One million human genomes, will it make a difference? The large and growing volume of genome information, from all forms of life, presents unprecedented opportunities for computational biologists. The challenge for our scientific generation is to turn an avalanche of sequence information into meaningful discovery of biological principles, predictive methods, or strategies for molecular manipulation for therapeutic and biofuel discovery.

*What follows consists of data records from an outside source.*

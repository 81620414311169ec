use serde::{Deserialize, Serialize};

use super::ArtifactError;
use crate::data::model::{FeatureTable, Quantity, FEATURE_COUNT};

// ---------------------------------------------------------------------------
// StandardScaler – per-feature (x - mean) / scale
// ---------------------------------------------------------------------------

/// Standardization parameters fitted on the historical feature table.
///
/// Serialized alongside the classifier so serving uses exactly the
/// normalization the model was trained with.
#[derive(Debug, Clone, PartialEq, Serialize, Deserialize)]
pub struct StandardScaler {
    /// Feature-table column names, in trained order.
    pub features: Vec<String>,
    pub mean: Vec<f64>,
    /// Population standard deviation; `1.0` for constant columns.
    pub scale: Vec<f64>,
}

impl StandardScaler {
    /// Fit on a feature table.
    ///
    /// Missing cells are imputed with their column mean first, then mean and
    /// population standard deviation (ddof = 0) are computed per column.
    pub fn fit(table: &FeatureTable) -> Result<Self, ArtifactError> {
        if table.is_empty() {
            return Err(ArtifactError::EmptyTable);
        }

        let mut mean = Vec::with_capacity(FEATURE_COUNT);
        let mut scale = Vec::with_capacity(FEATURE_COUNT);

        for quantity in Quantity::ALL {
            let col = quantity.index();
            let present: Vec<f64> = table.rows.iter().filter_map(|row| row[col]).collect();
            if present.is_empty() {
                return Err(ArtifactError::EmptyColumn(quantity.column()));
            }
            let col_mean = present.iter().sum::<f64>() / present.len() as f64;

            // Imputed cells sit exactly on the mean, so they only grow the
            // denominator.
            let n = table.len() as f64;
            let var = present
                .iter()
                .map(|&v| (v - col_mean).powi(2))
                .sum::<f64>()
                / n;
            let std = var.sqrt();

            mean.push(col_mean);
            scale.push(if std > 0.0 { std } else { 1.0 });
        }

        Ok(Self {
            features: Quantity::ALL.iter().map(|q| q.column().to_string()).collect(),
            mean,
            scale,
        })
    }

    /// Check that the parameters line up with the trained feature order.
    pub fn validate(&self) -> Result<(), ArtifactError> {
        for (field, len) in [
            ("features", self.features.len()),
            ("mean", self.mean.len()),
            ("scale", self.scale.len()),
        ] {
            if len != FEATURE_COUNT {
                log::debug!("scaler field '{field}' has {len} entries");
                return Err(ArtifactError::FeatureCount {
                    expected: FEATURE_COUNT,
                    found: len,
                });
            }
        }

        for (index, (quantity, found)) in Quantity::ALL.iter().zip(&self.features).enumerate() {
            if quantity.column() != found.as_str() {
                return Err(ArtifactError::FeatureName {
                    index,
                    expected: quantity.column().to_string(),
                    found: found.clone(),
                });
            }
        }

        if self.mean.iter().any(|v| !v.is_finite()) {
            return Err(ArtifactError::NonFinite { field: "mean" });
        }
        if self.scale.iter().any(|v| !v.is_finite()) {
            return Err(ArtifactError::NonFinite { field: "scale" });
        }
        if let Some((index, &value)) = self.scale.iter().enumerate().find(|(_, s)| **s <= 0.0) {
            return Err(ArtifactError::NonPositiveScale { index, value });
        }
        Ok(())
    }

    /// Standardize one sample. Absent values map to the mean, i.e. `0.0`.
    pub fn transform(&self, values: &[Option<f64>; FEATURE_COUNT]) -> [f64; FEATURE_COUNT] {
        let mut out = [0.0; FEATURE_COUNT];
        for (i, slot) in out.iter_mut().enumerate() {
            if let Some(v) = values[i] {
                *slot = (v - self.mean[i]) / self.scale[i];
            }
        }
        out
    }
}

The Marks lab is a new interdisciplinary lab dedicated to developing rigorous computational approaches to critical challenges in biomedical research, particularly on the interpretation of genetic variation and its impact on basic science and clinical medicine. To address this we develop algorithmic approaches to biological data aimed at teasing out causality from correlative observations, an approach that has been surprisingly successful to date on notoriously hard problems. In particular, we developed methods adapted from statistical physics and graphical modeling to disentangle true contacts from observed evolutionary correlations of residues in protein sequences. Remarkably, these evolutionary couplings, identified from sequence alone, supplied enough information to fold a protein sequence into 3D. The software and methods we developed is available to the biological community on a public server that is quick and easy for non-experts to use. In this evolutionary approach to accurately we have predicted the 3D structure of hundreds of proteins and large pharmaceutically relevant membrane proteins. Many of these were previously of unknown structure and had no homology to known sequences; two of the large membrane proteins have now been experimentally validated. We have now applied this approach genome wide to determine the 3D structure of all protein interactions that have sufficient sequences and can demonstrate the evolutionary signature of alternative conformations.
The vision for the Marks lab is to build computational methods that address three critical challenges (i) protein conformational plasticity in health and disease, (ii) genome-wide evaluation of mutations on disease likelihood, antibiotic resistance and personal drug response, and (iii) synthetic protein design.